BMC Software Inc. is pointing to its third-fiscal-quarter results as proof it has turned the corner on shrinking revenue and earnings. Like other predominantly mainframe software providers, the Houston-based company suffered through a series of bad quarters last year due to an overcapacity in mainframe mips and the late arrival of IBMs latest mainframe processor. But with revenue up sequentially from this years second fiscal quarter, at $385.5 million, the infrastructure management software provider has improved its business across the board. New President and CEO Robert Beauchamp, who has taken over from longtime leader Max Watson, used the improved financial news to discuss with eWeek Senior Editor Paula Musich the issues facing the $1.7 billion company.
eWeek: Do you intend to set a new direction for the company?
Beauchamp: Not from a high-level strategy standpoint. From a tactical standpoint, every new manager is going to make some changes. Ill make my mark over time. There will be no newsworthy changes immediately.
eWeek: How would you rate the companys efforts to execute the strategy thats already in place?
Beauchamp: For most of the last 10 years, its been excellent. Last year was ugly.
The whole industry saw a down year. There were several macro issues involved. But the quarter we just completed is some indication that were doing better. We had good sequential growth across almost every product line and across almost every region.
We view it as an indication that things are on track and proceeding forward.
eWeek: Do you believe the integration problems involved in acquiring several large companies in the past 18 months are behind you?
Beauchamp: They are certainly largely worked through. Its not something that ever completely goes away. If you look at the last quarter, some of our brightest performers were acquired companies.

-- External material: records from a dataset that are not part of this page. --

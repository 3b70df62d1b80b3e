use crate::finder::FinderItem;
use crate::help_popup::HelpEntry;
use crate::keybinds::{Action, InputMode};
use crate::nav::NavState;
use crate::which_key::WhichKeyEntry;
use chrono::{DateTime, Local};
use crossterm::event::KeyEvent;
use ratatui::{Frame, layout::Rect};
use unicode_width::UnicodeWidthStr;

/// A header button: the key that triggers it and its label.
#[derive(Debug, Clone, PartialEq, Eq)]
pub struct ActionButton {
    pub key: String,
    pub label: String,
}

impl ActionButton {
    pub fn new(key: impl Into<String>, label: impl Into<String>) -> Self {
        Self {
            key: key.into(),
            label: label.into(),
        }
    }

    pub fn text(&self) -> String {
        format!(" {} {} ", self.key, self.label)
    }

    pub fn display_width(&self) -> u16 {
        self.text().width() as u16
    }
}

/// What the page shell shows above the page body.
#[derive(Debug, Clone, Default, PartialEq, Eq)]
pub struct PageChrome {
    pub title: String,
    pub subtitle: Option<String>,
    pub primary: Option<ActionButton>,
    pub secondary: Option<ActionButton>,
}

/// Status bar data contributed by the active page.
#[derive(Debug, Clone, Default, PartialEq, Eq)]
pub struct PageStatus {
    pub loading: bool,
    pub refreshed_at: Option<DateTime<Local>>,
    pub error: Option<String>,
}

/// The trait every dashboard page implements.
/// Pages are embedded views inside the hub, one per entity collection.
pub trait Page {
    /// Display name (e.g., "Goals", "Task types").
    fn name(&self) -> &str;

    /// Collection path the page serves; also the first route segment.
    fn route(&self) -> &str;

    /// Key that jumps to the page from the leader menu.
    fn leader_key(&self) -> char;

    /// Short description for the page picker.
    fn description(&self) -> &str;

    fn mode(&self) -> InputMode;

    /// Title, subtitle and header buttons for the current view.
    fn chrome(&self) -> PageChrome;

    fn status(&self) -> PageStatus {
        PageStatus::default()
    }

    /// Which-key entries for this page's leader group.
    fn which_key_entries(&self) -> Vec<WhichKeyEntry> {
        Vec::new()
    }

    /// Items this page contributes to the finder.
    fn finder_items(&self) -> Vec<FinderItem>;

    /// Page-specific keybind documentation.
    fn help_entries(&self) -> Vec<HelpEntry> {
        Vec::new()
    }

    /// Handle a key event. Returns an Action describing what happened.
    fn handle_key(&mut self, key: KeyEvent) -> Action;

    /// Handle a leader sequence the hub did not consume.
    fn handle_leader_action(&mut self, _key: char) -> Option<Action> {
        None
    }

    /// Apply a navigation request addressed to this page.
    fn navigate(&mut self, nav: NavState);

    /// Refetch the page's data (`:refresh`, `<Space>R`).
    fn refresh(&mut self) {}

    /// Save whatever the page is editing (`:w`).
    fn write(&mut self) {}

    /// The route currently shown, e.g. `goals/12`.
    fn current_route(&self) -> String {
        self.route().to_string()
    }

    fn render(&mut self, frame: &mut Frame, area: Rect);

    /// Reset any pending key state (leader, multi-key sequences).
    /// Called by the hub when it takes over input (overlays open/close).
    fn reset_key_state(&mut self) {}

    fn on_focus(&mut self) {}

    fn on_blur(&mut self) {}

    /// The API token changed (`:login` / `:logout`).
    fn on_session_change(&mut self, _token: Option<&str>) {}

    /// Called every loop iteration (~50ms) to drain background results.
    fn tick(&mut self) {}
}

#[cfg(test)]
mod tests {
    use super::*;

    #[test]
    fn test_button_text() {
        let button = ActionButton::new("a", "New");
        assert_eq!(button.text(), " a New ");
        assert_eq!(button.display_width(), 7);
    }
}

New Dimension [Software Inc., renamed the In Control business unit] products were up 24 percent in the quarter. We believe that product set had a limited channel before. Now theres a much larger channel, and the sales force integration issues are resolved.
Plus, weve integrated the products of Boole & Babbage [Inc.] and BGS Systems [Inc.], and we are seeing synergies there.
eWeek: Why did BMC have high turnover in the sales force? Was it related to the integration of acquired companies? Are those issues behind you now?
Beauchamp: Our turnover has been cut in half from what it was at its peak. Weve returned to normalcy. There was quite a bit of turmoil with the integrated sales forces. Combined with that, we had some disappointing quarters. The dot-com bubble was also a part of that. Now that the bubble has popped, BMC has returned to predictable growth, and sales force integration issues have lessened.
eWeek: Are product development cycles where they need to be?
Beauchamp: You need to constantly keep pressure on improving development cycles. But I can tell you they are improved. [The time] from conception to product launch is much shorter than it was a few years ago.
eWeek: Do you see any holes in BMCs product line now?
Beauchamp: BMC is actively looking to increase its investment in the highest growth areas. There is clearly explosive demand for managing storage. Investments will be in that area. In slower areas, well be a little more conservative in our investment strategy.
eWeek: Have you seen any changes in the competitive landscape? Specifically, do you see NetIQ Corp., with its aggressive acquisition strategy, as being a more significant competitor—especially with its Microsoft Corp. alliance?
Beauchamp: They are a strong niche competitor. We dont view [NetIQs $1 billion acquisition of WebTrends Corp.] as competitive. Perhaps their focus will spread out a bit.
Microsoft is still a good partner, although [NetIQs alliance with Microsoft] does have some impact on our strategy for managing a Microsoft environment.
In enterprise management, few customers want to be the integrator of different management tools for every platform they have. Most organizations will have a lot of everything. Point products are an integrators nightmare.
BMC has a consistent management layer and can give the customer a common experience in managing a complex environment.
eWeek: Does BMCs professional services operation play a role in that?
Beauchamp: More and more the customers do not have the talent, the time and the expertise in systems management. When they turn to BMC, they look for help to develop an enterprise management environment using best practices. We provide rapid time to value, and the professional services organization is an important component of that.
eWeek: BMCs third-fiscal-quarter revenue and earnings were up sequentially over the second quarter, but they were still lower than the same quarter one year ago. Has the company really turned the corner, even with the prospect of an economic slowdown on the horizon?
Beauchamp: Were optimistic for the long-term outlook for the mainframe and distributed systems business. Weve not seen much evidence of a slowdown. In an economic downturn, customers will look for performance improvements from their existing investments. A slowdown for BMC products might not be as severe as for other market segments.